- **Your assignment**
Only lines containing "hello" belong in the answer, each copied from the entries below.

- **Exercise input**
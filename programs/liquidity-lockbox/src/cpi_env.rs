//! On-chain collaborator environment: the engine and ledger traits backed by
//! CPIs into the Whirlpool and SPL Token programs.

use anchor_lang::error::ErrorCode;
use anchor_lang::prelude::*;
use anchor_spl::token::{self, Burn, CloseAccount, MintTo, TokenAccount, Transfer};
use solana_program::program::{invoke, invoke_signed};

use crate::engine::{PoolEngine, PoolSnapshot, PositionInfo, TokenAmounts, TokenLedger};
use crate::whirlpool::{self, ModifyLiquidityKeys, PositionData, WhirlpoolData};
use crate::LockboxError;

/// Position-specific Whirlpool accounts needed to modify liquidity.
#[derive(Clone, Copy, Debug)]
pub struct PoolCpiAccounts {
    pub position_token_account: Pubkey,
    pub tick_array_lower: Pubkey,
    pub tick_array_upper: Pubkey,
}

pub struct LockboxCpi<'a, 'info> {
    token_program: AccountInfo<'info>,
    whirlpool_program: AccountInfo<'info>,
    whirlpool: Pubkey,
    lockbox: AccountInfo<'info>,
    lockbox_seeds: &'a [&'a [u8]],
    user: AccountInfo<'info>,
    accounts: Vec<AccountInfo<'info>>,
    pool_accounts: Option<PoolCpiAccounts>,
}

impl<'a, 'info> LockboxCpi<'a, 'info> {
    /// `accounts` lists every other account the instruction may touch.
    pub fn new(
        token_program: AccountInfo<'info>,
        whirlpool_program: AccountInfo<'info>,
        whirlpool: Pubkey,
        lockbox: AccountInfo<'info>,
        lockbox_seeds: &'a [&'a [u8]],
        user: AccountInfo<'info>,
        mut accounts: Vec<AccountInfo<'info>>,
    ) -> Self {
        accounts.extend([
            token_program.clone(),
            whirlpool_program.clone(),
            lockbox.clone(),
            user.clone(),
        ]);
        Self {
            token_program,
            whirlpool_program,
            whirlpool,
            lockbox,
            lockbox_seeds,
            user,
            accounts,
            pool_accounts: None,
        }
    }

    pub fn with_pool_accounts(mut self, pool_accounts: PoolCpiAccounts) -> Self {
        self.pool_accounts = Some(pool_accounts);
        self
    }

    fn account(&self, key: &Pubkey) -> Result<&AccountInfo<'info>> {
        self.accounts
            .iter()
            .find(|info| info.key == key)
            .ok_or_else(|| error!(ErrorCode::AccountNotEnoughKeys))
    }

    fn token_account(&self, key: &Pubkey) -> Result<TokenAccount> {
        let info = self.account(key)?;
        require_keys_eq!(*info.owner, token::ID, ErrorCode::AccountOwnedByWrongProgram);
        let data = info.try_borrow_data()?;
        TokenAccount::try_deserialize(&mut &data[..])
    }

    fn whirlpool_data(&self) -> Result<WhirlpoolData> {
        let info = self.account(&self.whirlpool)?;
        require_keys_eq!(*info.owner, *self.whirlpool_program.key, LockboxError::WrongOwner);
        let data = info.try_borrow_data()?;
        WhirlpoolData::try_from_slice(&data)
    }

    fn pool_accounts(&self) -> Result<PoolCpiAccounts> {
        self.pool_accounts
            .ok_or_else(|| error!(ErrorCode::AccountNotEnoughKeys))
    }

    fn modify_liquidity_keys(
        &self,
        position: &Pubkey,
        owner_account_a: &Pubkey,
        owner_account_b: &Pubkey,
    ) -> Result<ModifyLiquidityKeys> {
        let pool = self.whirlpool_data()?;
        let pool_accounts = self.pool_accounts()?;
        Ok(ModifyLiquidityKeys {
            whirlpool: self.whirlpool,
            token_program: *self.token_program.key,
            position_authority: *self.lockbox.key,
            position: *position,
            position_token_account: pool_accounts.position_token_account,
            token_owner_account_a: *owner_account_a,
            token_owner_account_b: *owner_account_b,
            token_vault_a: pool.token_vault_a,
            token_vault_b: pool.token_vault_b,
            tick_array_lower: pool_accounts.tick_array_lower,
            tick_array_upper: pool_accounts.tick_array_upper,
        })
    }

    fn balances(&self, account_a: &Pubkey, account_b: &Pubkey) -> Result<(u64, u64)> {
        Ok((self.balance_of(account_a)?, self.balance_of(account_b)?))
    }
}

fn delta(before: u64, after: u64) -> Result<u64> {
    after
        .checked_sub(before)
        .ok_or_else(|| error!(LockboxError::MathOverflow))
}

impl TokenLedger for LockboxCpi<'_, '_> {
    fn balance_of(&self, account: &Pubkey) -> Result<u64> {
        Ok(self.token_account(account)?.amount)
    }

    fn mint_of(&self, account: &Pubkey) -> Result<Pubkey> {
        Ok(self.token_account(account)?.mint)
    }

    fn owner_of(&self, account: &Pubkey) -> Result<Pubkey> {
        Ok(self.token_account(account)?.owner)
    }

    fn mint_to(&mut self, mint: &Pubkey, destination: &Pubkey, amount: u64) -> Result<()> {
        let mint_instruction = MintTo {
            mint: self.account(mint)?.clone(),
            to: self.account(destination)?.clone(),
            authority: self.lockbox.clone(),
        };
        let signer = &[self.lockbox_seeds];

        token::mint_to(
            CpiContext::new_with_signer(self.token_program.clone(), mint_instruction, signer),
            amount,
        )
    }

    fn transfer(&mut self, source: &Pubkey, destination: &Pubkey, amount: u64) -> Result<()> {
        let from_lockbox = self.token_account(source)?.owner == *self.lockbox.key;
        let authority = if from_lockbox {
            self.lockbox.clone()
        } else {
            self.user.clone()
        };
        let transfer_instruction = Transfer {
            from: self.account(source)?.clone(),
            to: self.account(destination)?.clone(),
            authority,
        };

        if from_lockbox {
            let signer = &[self.lockbox_seeds];
            token::transfer(
                CpiContext::new_with_signer(self.token_program.clone(), transfer_instruction, signer),
                amount,
            )
        } else {
            token::transfer(
                CpiContext::new(self.token_program.clone(), transfer_instruction),
                amount,
            )
        }
    }

    fn burn(&mut self, account: &Pubkey, amount: u64) -> Result<()> {
        let mint = self.token_account(account)?.mint;
        let burn_instruction = Burn {
            mint: self.account(&mint)?.clone(),
            from: self.account(account)?.clone(),
            authority: self.user.clone(),
        };

        token::burn(
            CpiContext::new(self.token_program.clone(), burn_instruction),
            amount,
        )
    }

    fn close_account(&mut self, account: &Pubkey, destination: &Pubkey) -> Result<()> {
        let close_instruction = CloseAccount {
            account: self.account(account)?.clone(),
            destination: self.account(destination)?.clone(),
            authority: self.user.clone(),
        };

        token::close_account(CpiContext::new(self.token_program.clone(), close_instruction))
    }
}

impl PoolEngine for LockboxCpi<'_, '_> {
    fn pool(&self) -> Result<PoolSnapshot> {
        let pool = self.whirlpool_data()?;
        Ok(PoolSnapshot {
            whirlpool: self.whirlpool,
            sqrt_price: pool.sqrt_price,
            tick_current_index: pool.tick_current_index,
            tick_spacing: pool.tick_spacing,
            token_mint_a: pool.token_mint_a,
            token_mint_b: pool.token_mint_b,
        })
    }

    fn position(&self, position: &Pubkey) -> Result<PositionInfo> {
        let info = self.account(position)?;
        require_keys_eq!(*info.owner, *self.whirlpool_program.key, LockboxError::WrongOwner);
        let data = info.try_borrow_data()?;
        let position = PositionData::try_from_slice(&data)?;
        Ok(PositionInfo {
            whirlpool: position.whirlpool,
            position_mint: position.position_mint,
            liquidity: position.liquidity,
            tick_lower_index: position.tick_lower_index,
            tick_upper_index: position.tick_upper_index,
        })
    }

    fn position_address(&self, position_mint: &Pubkey) -> Pubkey {
        whirlpool::position_address(self.whirlpool_program.key, position_mint)
    }

    /// No lockbox instruction adds liquidity to a custodied position.
    fn increase_liquidity(
        &mut self,
        _position: &Pubkey,
        _liquidity: u128,
        _token_max_a: u64,
        _token_max_b: u64,
    ) -> Result<TokenAmounts> {
        err!(LockboxError::IncreaseNotSupported)
    }

    fn decrease_liquidity(
        &mut self,
        position: &Pubkey,
        liquidity: u128,
        token_min_a: u64,
        token_min_b: u64,
        destination_a: &Pubkey,
        destination_b: &Pubkey,
    ) -> Result<TokenAmounts> {
        let keys = self.modify_liquidity_keys(position, destination_a, destination_b)?;
        let before = self.balances(destination_a, destination_b)?;

        let ix = whirlpool::decrease_liquidity_ix(
            *self.whirlpool_program.key,
            &keys,
            liquidity,
            token_min_a,
            token_min_b,
        );
        invoke_signed(&ix, &self.accounts, &[self.lockbox_seeds])?;

        let after = self.balances(destination_a, destination_b)?;
        Ok(TokenAmounts {
            token_a: delta(before.0, after.0)?,
            token_b: delta(before.1, after.1)?,
        })
    }

    fn collect_fees(
        &mut self,
        position: &Pubkey,
        destination_a: &Pubkey,
        destination_b: &Pubkey,
    ) -> Result<TokenAmounts> {
        let pool = self.whirlpool_data()?;
        let pool_accounts = self.pool_accounts()?;
        let program_id = *self.whirlpool_program.key;
        let before = self.balances(destination_a, destination_b)?;

        let update_ix = whirlpool::update_fees_and_rewards_ix(
            program_id,
            self.whirlpool,
            *position,
            pool_accounts.tick_array_lower,
            pool_accounts.tick_array_upper,
        );
        invoke(&update_ix, &self.accounts)?;

        let collect_ix = whirlpool::collect_fees_ix(
            program_id,
            self.whirlpool,
            *self.lockbox.key,
            *position,
            pool_accounts.position_token_account,
            *destination_a,
            pool.token_vault_a,
            *destination_b,
            pool.token_vault_b,
            *self.token_program.key,
        );
        invoke_signed(&collect_ix, &self.accounts, &[self.lockbox_seeds])?;

        let after = self.balances(destination_a, destination_b)?;
        Ok(TokenAmounts {
            token_a: delta(before.0, after.0)?,
            token_b: delta(before.1, after.1)?,
        })
    }
}
//! Lexer
//!
//!     Turns a character stream into a flat, randomly indexable token sequence using a
//!     [TokenTable]. The lexer knows nothing about any particular format: INI and any other
//!     format build their own table and hand it over.
//!
//! Matching
//!
//!     At every position the entries of the table are tried in order. A literal entry
//!     matches when the remaining input starts with its trigger; a regex entry matches when
//!     its anchored pattern produces a non-empty match. The first entry that matches wins,
//!     so registration order is the tie-break.
//!
//!     Characters no entry matches are gathered into a single [TokenKind::TEXT] token that
//!     is emitted right before the next separator (or at the end of input).
//!
//! Regex cache
//!
//!     Patterns are compiled the first time a table containing them is installed and kept
//!     in a cache keyed by the compiled pattern string, so swapping tables back and forth
//!     or analysing many inputs never recompiles. A bad pattern is reported when the table
//!     is installed, never while analysing. Installing a table also resolves each entry to
//!     its compiled regex once, so the scan itself does no lookups.

pub mod table;
pub mod token;

pub use table::{TokenDef, TokenFlags, TokenKind, TokenTable, WordKind, NON_WORD, WORD, WORD_SPLIT};
pub use token::Token;

use crate::error::LexError;
use regex::Regex;
use std::collections::HashMap;
use std::io::Read;

#[derive(Debug, Clone)]
pub struct Lexer<K> {
    separators: TokenTable<K>,
    /// One slot per table entry; `Some` for regex entries.
    compiled: Vec<Option<Regex>>,
    regex_cache: HashMap<String, Regex>,
}

/// Where the scan currently is in the input.
#[derive(Debug, Clone, Copy)]
struct Cursor {
    offset: usize,
    line: usize,
    column: usize,
}

impl Cursor {
    fn start() -> Self {
        Self {
            offset: 0,
            line: 1,
            column: 1,
        }
    }

    fn advance_over(&mut self, consumed: &str) {
        for ch in consumed.chars() {
            if ch == '\n' {
                self.line += 1;
                self.column = 1;
            } else {
                self.column += 1;
            }
        }
        self.offset += consumed.len();
    }
}

impl<K: TokenKind> Lexer<K> {
    /// Builds a lexer, compiling every regex entry of the table.
    pub fn new(separators: TokenTable<K>) -> Result<Self, LexError> {
        let mut lexer = Self {
            separators: TokenTable::new(),
            compiled: Vec::new(),
            regex_cache: HashMap::new(),
        };
        lexer.set_separators(separators)?;
        Ok(lexer)
    }

    pub fn separators(&self) -> &TokenTable<K> {
        &self.separators
    }

    /// Replaces the token table. The regex cache survives, so patterns shared with the
    /// previous table are not compiled again.
    pub fn set_separators(&mut self, separators: TokenTable<K>) -> Result<&mut Self, LexError> {
        let mut compiled = Vec::with_capacity(separators.len());
        for def in separators.iter() {
            let regex = if def.is_regex() {
                Some(self.compile(def)?)
            } else {
                None
            };
            compiled.push(regex);
        }
        self.separators = separators;
        self.compiled = compiled;
        Ok(self)
    }

    /// Number of distinct compiled patterns held by this lexer.
    pub fn cached_patterns(&self) -> usize {
        self.regex_cache.len()
    }

    fn compile(&mut self, def: &TokenDef<K>) -> Result<Regex, LexError> {
        let pattern = def.anchored_pattern();
        if let Some(regex) = self.regex_cache.get(&pattern) {
            return Ok(regex.clone());
        }
        let regex = Regex::new(&pattern).map_err(|source| LexError::InvalidPattern {
            name: def.name().to_string(),
            pattern: def.trigger().to_string(),
            source,
        })?;
        tracing::trace!(token = def.name(), pattern = %pattern, "compiled separator pattern");
        self.regex_cache.insert(pattern, regex.clone());
        Ok(regex)
    }

    /// Length in bytes of the match of `def` at the start of `rest`, if any.
    fn match_len(def: &TokenDef<K>, regex: Option<&Regex>, rest: &str) -> Option<usize> {
        if let Some(regex) = regex {
            return regex
                .find(rest)
                .map(|found| found.end())
                .filter(|len| *len > 0);
        }

        let trigger = def.trigger();
        if trigger.is_empty() {
            return None;
        }
        let candidate = rest.get(..trigger.len())?;
        let matched = if def.flags().contains(TokenFlags::CASE_INSENSITIVE) {
            candidate.eq_ignore_ascii_case(trigger)
        } else {
            candidate == trigger
        };
        matched.then_some(trigger.len())
    }

    fn first_match(&self, rest: &str) -> Option<(&TokenDef<K>, usize)> {
        self.separators
            .iter()
            .zip(&self.compiled)
            .find_map(|(def, regex)| {
                Self::match_len(def, regex.as_ref(), rest).map(|len| (def, len))
            })
    }

    /// Analyses `input` into a fresh token sequence.
    pub fn analyse(&self, input: &str) -> Vec<Token<K>> {
        let mut tokens = Vec::new();
        self.analyse_into(input, &mut tokens);
        tokens
    }

    /// Analyses `input`, appending to an existing sequence.
    pub fn analyse_into(&self, input: &str, tokens: &mut Vec<Token<K>>) {
        let before = tokens.len();
        let mut cursor = Cursor::start();
        let mut text_start: Option<Cursor> = None;

        while cursor.offset < input.len() {
            let rest = &input[cursor.offset..];
            match self.first_match(rest) {
                Some((def, len)) => {
                    if let Some(start) = text_start.take() {
                        tokens.push(text_token(input, start, cursor.offset));
                    }
                    let matched = &rest[..len];
                    tokens.push(Token::new(
                        def.kind(),
                        matched,
                        cursor.offset,
                        cursor.line,
                        cursor.column,
                    ));
                    cursor.advance_over(matched);
                }
                None => {
                    let Some(ch) = rest.chars().next() else {
                        break;
                    };
                    if text_start.is_none() {
                        text_start = Some(cursor);
                    }
                    cursor.advance_over(&rest[..ch.len_utf8()]);
                }
            }
        }
        if let Some(start) = text_start {
            tokens.push(text_token(input, start, input.len()));
        }

        tracing::debug!(tokens = tokens.len() - before, bytes = input.len(), "analysed input");
    }

    /// Reads the whole stream, then analyses it.
    pub fn analyse_reader<R: Read>(&self, mut reader: R) -> Result<Vec<Token<K>>, LexError> {
        let mut input = String::new();
        reader.read_to_string(&mut input)?;
        Ok(self.analyse(&input))
    }
}

fn text_token<K: TokenKind>(input: &str, start: Cursor, end: usize) -> Token<K> {
    Token::new(
        K::TEXT,
        &input[start.offset..end],
        start.offset,
        start.line,
        start.column,
    )
}

/// A lexer over the shared [WORD_SPLIT] table.
pub fn word_split_lexer() -> Result<Lexer<WordKind>, LexError> {
    Lexer::new(WORD_SPLIT.clone())
}

#[cfg(test)]
mod tests {
    use super::*;

    #[derive(Debug, Clone, Copy, PartialEq, Eq, Hash)]
    enum Kind {
        Eq,
        EqEq,
        Number,
        Newline,
        Keyword,
        Text,
    }

    impl TokenKind for Kind {
        const TEXT: Self = Kind::Text;
        const ALL: &'static [Self] = &[
            Kind::Eq,
            Kind::EqEq,
            Kind::Number,
            Kind::Newline,
            Kind::Keyword,
            Kind::Text,
        ];
    }

    fn kinds(tokens: &[Token<Kind>]) -> Vec<(Kind, &str)> {
        tokens.iter().map(|t| (t.kind, t.text.as_str())).collect()
    }

    fn lexer() -> Lexer<Kind> {
        Lexer::new(TokenTable::from(vec![
            TokenDef::literal(Kind::Newline, "newline", "\n"),
            TokenDef::literal(Kind::EqEq, "eqeq", "=="),
            TokenDef::literal(Kind::Eq, "eq", "="),
            TokenDef::pattern(Kind::Number, "number", "[0-9]+"),
        ]))
        .unwrap()
    }

    #[test]
    fn test_text_is_emitted_before_separators() {
        let tokens = lexer().analyse("a = 12\nb");
        assert_eq!(
            kinds(&tokens),
            vec![
                (Kind::Text, "a "),
                (Kind::Eq, "="),
                (Kind::Text, " "),
                (Kind::Number, "12"),
                (Kind::Newline, "\n"),
                (Kind::Text, "b"),
            ]
        );
    }

    #[test]
    fn test_table_order_breaks_ties() {
        let tokens = lexer().analyse("==");
        assert_eq!(kinds(&tokens), vec![(Kind::EqEq, "==")]);

        let reversed = Lexer::new(TokenTable::from(vec![
            TokenDef::literal(Kind::Eq, "eq", "="),
            TokenDef::literal(Kind::EqEq, "eqeq", "=="),
        ]))
        .unwrap();
        assert_eq!(
            kinds(&reversed.analyse("==")),
            vec![(Kind::Eq, "="), (Kind::Eq, "=")]
        );
    }

    #[test]
    fn test_positions_track_lines_and_columns() {
        let tokens = lexer().analyse("ab\n  =\n");
        let eq = tokens.iter().find(|t| t.kind == Kind::Eq).unwrap();
        assert_eq!((eq.offset, eq.line, eq.column), (5, 2, 3));
        let indent = &tokens[2];
        assert_eq!(indent.text, "  ");
        assert_eq!((indent.offset, indent.line, indent.column), (3, 2, 1));
        assert_eq!(tokens.last().unwrap().line, 2);
    }

    #[test]
    fn test_columns_count_chars_not_bytes() {
        let tokens = lexer().analyse("é=1");
        let eq = &tokens[1];
        assert_eq!(eq.kind, Kind::Eq);
        assert_eq!((eq.offset, eq.column), (2, 2));
    }

    #[test]
    fn test_case_insensitive_literal() {
        let lexer = Lexer::new(TokenTable::from(vec![TokenDef::literal(
            Kind::Keyword,
            "true",
            "true",
        )
        .with_flags(TokenFlags::CASE_INSENSITIVE)]))
        .unwrap();
        assert_eq!(
            kinds(&lexer.analyse("TRUE x")),
            vec![(Kind::Keyword, "TRUE"), (Kind::Text, " x")]
        );
    }

    #[test]
    fn test_invalid_pattern_fails_construction() {
        let err = Lexer::new(TokenTable::from(vec![TokenDef::pattern(
            Kind::Number,
            "broken",
            "[0-9",
        )]))
        .unwrap_err();
        match err {
            LexError::InvalidPattern { name, pattern, .. } => {
                assert_eq!(name, "broken");
                assert_eq!(pattern, "[0-9");
            }
            other => panic!("unexpected error {other:?}"),
        }
    }

    #[test]
    fn test_empty_regex_matches_are_ignored() {
        let lexer = Lexer::new(TokenTable::from(vec![TokenDef::pattern(
            Kind::Number,
            "maybe-number",
            "[0-9]*",
        )]))
        .unwrap();
        assert_eq!(
            kinds(&lexer.analyse("ab7")),
            vec![(Kind::Text, "ab"), (Kind::Number, "7")]
        );
    }

    #[test]
    fn test_patterns_are_cached_across_tables() {
        let mut lexer = lexer();
        assert_eq!(lexer.cached_patterns(), 1);
        lexer
            .set_separators(TokenTable::from(vec![TokenDef::pattern(
                Kind::Number,
                "digits",
                "[0-9]+",
            )]))
            .unwrap();
        assert_eq!(lexer.cached_patterns(), 1);
    }

    #[test]
    fn test_compiled_slots_follow_the_table() {
        let mut lexer = lexer();
        let slots: Vec<bool> = lexer.compiled.iter().map(Option::is_some).collect();
        assert_eq!(slots, vec![false, false, false, true]);

        lexer
            .set_separators(TokenTable::from(vec![
                TokenDef::pattern(Kind::Number, "digits", "[0-9]+"),
                TokenDef::literal(Kind::Eq, "eq", "="),
            ]))
            .unwrap();
        let slots: Vec<bool> = lexer.compiled.iter().map(Option::is_some).collect();
        assert_eq!(slots, vec![true, false]);
        assert_eq!(
            kinds(&lexer.analyse("12=3")),
            vec![(Kind::Number, "12"), (Kind::Eq, "="), (Kind::Number, "3")]
        );
    }

    #[test]
    fn test_failed_install_keeps_previous_table() {
        let mut lexer = lexer();
        assert!(lexer
            .set_separators(TokenTable::from(vec![TokenDef::pattern(
                Kind::Number,
                "broken",
                "[0-9",
            )]))
            .is_err());
        assert_eq!(lexer.separators().len(), 4);
        assert_eq!(lexer.compiled.len(), 4);
        assert_eq!(kinds(&lexer.analyse("7")), vec![(Kind::Number, "7")]);
    }

    #[test]
    fn test_analyse_into_appends() {
        let lexer = lexer();
        let mut tokens = lexer.analyse("a=");
        lexer.analyse_into("1", &mut tokens);
        assert_eq!(
            kinds(&tokens),
            vec![(Kind::Text, "a"), (Kind::Eq, "="), (Kind::Number, "1")]
        );
    }

    #[test]
    fn test_analyse_reader() {
        let tokens = lexer().analyse_reader("x=1".as_bytes()).unwrap();
        assert_eq!(tokens.len(), 3);
    }

    #[test]
    fn test_empty_input() {
        assert!(lexer().analyse("").is_empty());
    }

    #[test]
    fn test_word_split() {
        let lexer = word_split_lexer().unwrap();
        let tokens = lexer.analyse("hello, world");
        let kinds: Vec<_> = tokens.iter().map(|t| (t.kind, t.text.as_str())).collect();
        assert_eq!(
            kinds,
            vec![
                (WordKind::Word, "hello"),
                (WordKind::NonWord, ", "),
                (WordKind::Word, "world"),
            ]
        );
    }
}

- **Output for this task**
        let tokens = lexer.analyse("hello, world");
                (WordKind::Word, "hello"),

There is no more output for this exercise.